_RECORDS FOR THE TASK_.
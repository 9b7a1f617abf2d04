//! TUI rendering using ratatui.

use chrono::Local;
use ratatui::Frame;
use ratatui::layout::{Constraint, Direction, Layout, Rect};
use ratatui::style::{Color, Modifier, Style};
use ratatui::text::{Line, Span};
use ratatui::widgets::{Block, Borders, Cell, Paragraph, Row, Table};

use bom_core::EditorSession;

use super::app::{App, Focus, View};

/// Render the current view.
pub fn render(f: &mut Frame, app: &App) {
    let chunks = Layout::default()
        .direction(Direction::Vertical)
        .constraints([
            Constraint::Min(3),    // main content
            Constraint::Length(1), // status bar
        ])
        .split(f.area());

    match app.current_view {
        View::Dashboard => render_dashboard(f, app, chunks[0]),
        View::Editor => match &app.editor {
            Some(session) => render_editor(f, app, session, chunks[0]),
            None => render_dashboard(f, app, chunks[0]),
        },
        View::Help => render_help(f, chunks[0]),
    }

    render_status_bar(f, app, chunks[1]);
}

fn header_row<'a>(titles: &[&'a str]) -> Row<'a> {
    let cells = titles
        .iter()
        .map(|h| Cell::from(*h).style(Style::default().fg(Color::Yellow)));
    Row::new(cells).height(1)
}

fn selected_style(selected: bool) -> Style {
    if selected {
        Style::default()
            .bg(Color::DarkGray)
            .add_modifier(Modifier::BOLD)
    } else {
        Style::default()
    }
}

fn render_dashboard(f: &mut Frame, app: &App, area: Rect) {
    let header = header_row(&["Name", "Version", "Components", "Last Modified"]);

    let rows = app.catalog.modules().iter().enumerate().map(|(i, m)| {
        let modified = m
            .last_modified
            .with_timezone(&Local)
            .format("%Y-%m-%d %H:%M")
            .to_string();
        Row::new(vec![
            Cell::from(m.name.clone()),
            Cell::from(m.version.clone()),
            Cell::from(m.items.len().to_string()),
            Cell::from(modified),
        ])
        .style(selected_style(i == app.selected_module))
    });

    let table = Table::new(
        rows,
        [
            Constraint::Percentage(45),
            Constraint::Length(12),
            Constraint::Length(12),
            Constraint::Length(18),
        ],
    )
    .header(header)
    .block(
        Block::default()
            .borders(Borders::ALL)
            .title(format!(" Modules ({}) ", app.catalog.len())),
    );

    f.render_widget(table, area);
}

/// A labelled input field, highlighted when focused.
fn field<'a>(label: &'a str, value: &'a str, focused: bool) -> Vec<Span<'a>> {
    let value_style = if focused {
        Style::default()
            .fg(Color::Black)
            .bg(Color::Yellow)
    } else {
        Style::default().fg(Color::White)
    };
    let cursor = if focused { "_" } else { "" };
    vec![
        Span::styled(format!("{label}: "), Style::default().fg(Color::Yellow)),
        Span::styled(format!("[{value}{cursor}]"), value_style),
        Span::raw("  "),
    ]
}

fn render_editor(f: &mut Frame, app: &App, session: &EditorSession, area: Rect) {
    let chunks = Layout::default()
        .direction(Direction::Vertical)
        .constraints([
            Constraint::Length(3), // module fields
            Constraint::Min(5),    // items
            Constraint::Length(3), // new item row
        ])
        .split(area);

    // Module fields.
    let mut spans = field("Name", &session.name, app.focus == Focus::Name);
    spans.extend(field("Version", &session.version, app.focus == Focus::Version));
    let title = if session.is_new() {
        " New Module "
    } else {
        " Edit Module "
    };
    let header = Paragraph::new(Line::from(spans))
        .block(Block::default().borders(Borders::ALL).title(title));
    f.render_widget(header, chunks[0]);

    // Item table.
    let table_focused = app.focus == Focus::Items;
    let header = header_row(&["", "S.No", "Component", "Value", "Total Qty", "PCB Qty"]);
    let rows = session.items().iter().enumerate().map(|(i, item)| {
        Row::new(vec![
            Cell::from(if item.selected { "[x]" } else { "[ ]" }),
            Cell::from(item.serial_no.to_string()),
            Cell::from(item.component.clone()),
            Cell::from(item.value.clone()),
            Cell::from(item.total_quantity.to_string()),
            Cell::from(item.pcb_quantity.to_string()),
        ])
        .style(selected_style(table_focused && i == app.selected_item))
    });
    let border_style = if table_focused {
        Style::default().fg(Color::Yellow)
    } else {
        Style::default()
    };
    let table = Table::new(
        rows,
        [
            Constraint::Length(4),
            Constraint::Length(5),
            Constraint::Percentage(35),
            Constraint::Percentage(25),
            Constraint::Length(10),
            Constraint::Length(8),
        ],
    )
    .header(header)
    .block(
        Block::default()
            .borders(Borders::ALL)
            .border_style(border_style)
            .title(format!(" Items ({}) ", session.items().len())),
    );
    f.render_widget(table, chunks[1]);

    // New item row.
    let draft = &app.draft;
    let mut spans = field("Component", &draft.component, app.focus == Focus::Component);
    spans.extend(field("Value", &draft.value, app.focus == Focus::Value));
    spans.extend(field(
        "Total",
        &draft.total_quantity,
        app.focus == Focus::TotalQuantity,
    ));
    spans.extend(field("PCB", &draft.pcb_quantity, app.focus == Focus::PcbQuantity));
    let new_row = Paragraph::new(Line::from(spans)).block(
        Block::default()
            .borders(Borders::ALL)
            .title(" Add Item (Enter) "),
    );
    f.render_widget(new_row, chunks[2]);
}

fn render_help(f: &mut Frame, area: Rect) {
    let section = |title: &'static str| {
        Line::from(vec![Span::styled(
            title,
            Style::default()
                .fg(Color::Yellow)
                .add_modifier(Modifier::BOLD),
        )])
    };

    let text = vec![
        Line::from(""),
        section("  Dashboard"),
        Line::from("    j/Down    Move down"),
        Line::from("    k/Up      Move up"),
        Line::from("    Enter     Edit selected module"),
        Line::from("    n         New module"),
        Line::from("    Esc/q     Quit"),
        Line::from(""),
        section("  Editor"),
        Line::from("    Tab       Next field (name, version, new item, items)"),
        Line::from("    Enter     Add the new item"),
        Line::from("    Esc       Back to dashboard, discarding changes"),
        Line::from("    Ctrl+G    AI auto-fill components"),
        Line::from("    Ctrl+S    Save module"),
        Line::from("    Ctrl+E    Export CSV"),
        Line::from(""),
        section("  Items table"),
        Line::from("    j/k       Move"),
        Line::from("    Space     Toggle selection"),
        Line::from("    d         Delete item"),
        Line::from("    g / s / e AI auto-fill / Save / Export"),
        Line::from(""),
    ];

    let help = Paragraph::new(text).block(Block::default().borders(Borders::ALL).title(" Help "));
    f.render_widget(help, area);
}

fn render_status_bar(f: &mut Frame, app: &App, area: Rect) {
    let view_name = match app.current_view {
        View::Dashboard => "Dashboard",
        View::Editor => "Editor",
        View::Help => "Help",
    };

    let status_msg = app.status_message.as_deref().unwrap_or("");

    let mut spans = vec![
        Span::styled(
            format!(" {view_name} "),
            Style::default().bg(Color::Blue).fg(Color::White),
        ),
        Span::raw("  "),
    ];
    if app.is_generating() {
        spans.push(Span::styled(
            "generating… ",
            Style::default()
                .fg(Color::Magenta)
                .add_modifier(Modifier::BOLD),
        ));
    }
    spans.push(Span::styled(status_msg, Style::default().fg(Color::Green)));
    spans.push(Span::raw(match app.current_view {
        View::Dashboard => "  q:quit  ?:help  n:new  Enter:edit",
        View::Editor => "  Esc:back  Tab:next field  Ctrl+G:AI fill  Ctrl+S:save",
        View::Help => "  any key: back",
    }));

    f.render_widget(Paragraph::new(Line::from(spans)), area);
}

_REQUIRED ACTION_.
Once the records have been read, print them all again exactly.

_RESPONSE BOX_.
repository 9b7a1f617abf2d04
//! TUI rendering using ratatui.

use chrono::Local;
use ratatui::Frame;
use ratatui::layout::{Constraint, Direction, Layout, Rect};
use ratatui::style::{Color, Modifier, Style};
use ratatui::text::{Line, Span};
use ratatui::widgets::{Block, Borders, Cell, Paragraph, Row, Table};

use bom_core::EditorSession;

use super::app::{App, Focus, View};

/// Render the current view.
pub fn render(f: &mut Frame, app: &App) {
    let chunks = Layout::default()
        .direction(Direction::Vertical)
        .constraints([
            Constraint::Min(3),    // main content
            Constraint::Length(1), // status bar
        ])
        .split(f.area());

    match app.current_view {
        View::Dashboard => render_dashboard(f, app, chunks[0]),
        View::Editor => match &app.editor {
            Some(session) => render_editor(f, app, session, chunks[0]),
            None => render_dashboard(f, app, chunks[0]),
        },
        View::Help => render_help(f, chunks[0]),
    }

    render_status_bar(f, app, chunks[1]);
}

fn header_row<'a>(titles: &[&'a str]) -> Row<'a> {
    let cells = titles
        .iter()
        .map(|h| Cell::from(*h).style(Style::default().fg(Color::Yellow)));
    Row::new(cells).height(1)
}

fn selected_style(selected: bool) -> Style {
    if selected {
        Style::default()
            .bg(Color::DarkGray)
            .add_modifier(Modifier::BOLD)
    } else {
        Style::default()
    }
}

fn render_dashboard(f: &mut Frame, app: &App, area: Rect) {
    let header = header_row(&["Name", "Version", "Components", "Last Modified"]);

    let rows = app.catalog.modules().iter().enumerate().map(|(i, m)| {
        let modified = m
            .last_modified
            .with_timezone(&Local)
            .format("%Y-%m-%d %H:%M")
            .to_string();
        Row::new(vec![
            Cell::from(m.name.clone()),
            Cell::from(m.version.clone()),
            Cell::from(m.items.len().to_string()),
            Cell::from(modified),
        ])
        .style(selected_style(i == app.selected_module))
    });

    let table = Table::new(
        rows,
        [
            Constraint::Percentage(45),
            Constraint::Length(12),
            Constraint::Length(12),
            Constraint::Length(18),
        ],
    )
    .header(header)
    .block(
        Block::default()
            .borders(Borders::ALL)
            .title(format!(" Modules ({}) ", app.catalog.len())),
    );

    f.render_widget(table, area);
}

/// A labelled input field, highlighted when focused.
fn field<'a>(label: &'a str, value: &'a str, focused: bool) -> Vec<Span<'a>> {
    let value_style = if focused {
        Style::default()
            .fg(Color::Black)
            .bg(Color::Yellow)
    } else {
        Style::default().fg(Color::White)
    };
    let cursor = if focused { "_" } else { "" };
    vec![
        Span::styled(format!("{label}: "), Style::default().fg(Color::Yellow)),
        Span::styled(format!("[{value}{cursor}]"), value_style),
        Span::raw("  "),
    ]
}

fn render_editor(f: &mut Frame, app: &App, session: &EditorSession, area: Rect) {
    let chunks = Layout::default()
        .direction(Direction::Vertical)
        .constraints([
            Constraint::Length(3), // module fields
            Constraint::Min(5),    // items
            Constraint::Length(3), // new item row
        ])
        .split(area);

    // Module fields.
    let mut spans = field("Name", &session.name, app.focus == Focus::Name);
    spans.extend(field("Version", &session.version, app.focus == Focus::Version));
    let title = if session.is_new() {
        " New Module "
    } else {
        " Edit Module "
    };
    let header = Paragraph::new(Line::from(spans))
        .block(Block::default().borders(Borders::ALL).title(title));
    f.render_widget(header, chunks[0]);

    // Item table.
    let table_focused = app.focus == Focus::Items;
    let header = header_row(&["", "S.No", "Component", "Value", "Total Qty", "PCB Qty"]);
    let rows = session.items().iter().enumerate().map(|(i, item)| {
        Row::new(vec![
            Cell::from(if item.selected { "[x]" } else { "[ ]" }),
            Cell::from(item.serial_no.to_string()),
            Cell::from(item.component.clone()),
            Cell::from(item.value.clone()),
            Cell::from(item.total_quantity.to_string()),
            Cell::from(item.pcb_quantity.to_string()),
        ])
        .style(selected_style(table_focused && i == app.selected_item))
    });
    let border_style = if table_focused {
        Style::default().fg(Color::Yellow)
    } else {
        Style::default()
    };
    let table = Table::new(
        rows,
        [
            Constraint::Length(4),
            Constraint::Length(5),
            Constraint::Percentage(35),
            Constraint::Percentage(25),
            Constraint::Length(10),
            Constraint::Length(8),
        ],
    )
    .header(header)
    .block(
        Block::default()
            .borders(Borders::ALL)
            .border_style(border_style)
            .title(format!(" Items ({}) ", session.items().len())),
    );
    f.render_widget(table, chunks[1]);

    // New item row.
    let draft = &app.draft;
    let mut spans = field("Component", &draft.component, app.focus == Focus::Component);
    spans.extend(field("Value", &draft.value, app.focus == Focus::Value));
    spans.extend(field(
        "Total",
        &draft.total_quantity,
        app.focus == Focus::TotalQuantity,
    ));
    spans.extend(field("PCB", &draft.pcb_quantity, app.focus == Focus::PcbQuantity));
    let new_row = Paragraph::new(Line::from(spans)).block(
        Block::default()
            .borders(Borders::ALL)
            .title(" Add Item (Enter) "),
    );
    f.render_widget(new_row, chunks[2]);
}

fn render_help(f: &mut Frame, area: Rect) {
    let section = |title: &'static str| {
        Line::from(vec![Span::styled(
            title,
            Style::default()
                .fg(Color::Yellow)
                .add_modifier(Modifier::BOLD),
        )])
    };

    let text = vec![
        Line::from(""),
        section("  Dashboard"),
        Line::from("    j/Down    Move down"),
        Line::from("    k/Up      Move up"),
        Line::from("    Enter     Edit selected module"),
        Line::from("    n         New module"),
        Line::from("    Esc/q     Quit"),
        Line::from(""),
        section("  Editor"),
        Line::from("    Tab       Next field (name, version, new item, items)"),
        Line::from("    Enter     Add the new item"),
        Line::from("    Esc       Back to dashboard, discarding changes"),
        Line::from("    Ctrl+G    AI auto-fill components"),
        Line::from("    Ctrl+S    Save module"),
        Line::from("    Ctrl+E    Export CSV"),
        Line::from(""),
        section("  Items table"),
        Line::from("    j/k       Move"),
        Line::from("    Space     Toggle selection"),
        Line::from("    d         Delete item"),
        Line::from("    g / s / e AI auto-fill / Save / Export"),
        Line::from(""),
    ];

    let help = Paragraph::new(text).block(Block::default().borders(Borders::ALL).title(" Help "));
    f.render_widget(help, area);
}

fn render_status_bar(f: &mut Frame, app: &App, area: Rect) {
    let view_name = match app.current_view {
        View::Dashboard => "Dashboard",
        View::Editor => "Editor",
        View::Help => "Help",
    };

    let status_msg = app.status_message.as_deref().unwrap_or("");

    let mut spans = vec![
        Span::styled(
            format!(" {view_name} "),
            Style::default().bg(Color::Blue).fg(Color::White),
        ),
        Span::raw("  "),
    ];
    if app.is_generating() {
        spans.push(Span::styled(
            "generating… ",
            Style::default()
                .fg(Color::Magenta)
                .add_modifier(Modifier::BOLD),
        ));
    }
    spans.push(Span::styled(status_msg, Style::default().fg(Color::Green)));
    spans.push(Span::raw(match app.current_view {
        View::Dashboard => "  q:quit  ?:help  n:new  Enter:edit",
        View::Editor => "  Esc:back  Tab:next field  Ctrl+G:AI fill  Ctrl+S:save",
        View::Help => "  any key: back",
    }));

    f.render_widget(Paragraph::new(Line::from(spans)), area);
}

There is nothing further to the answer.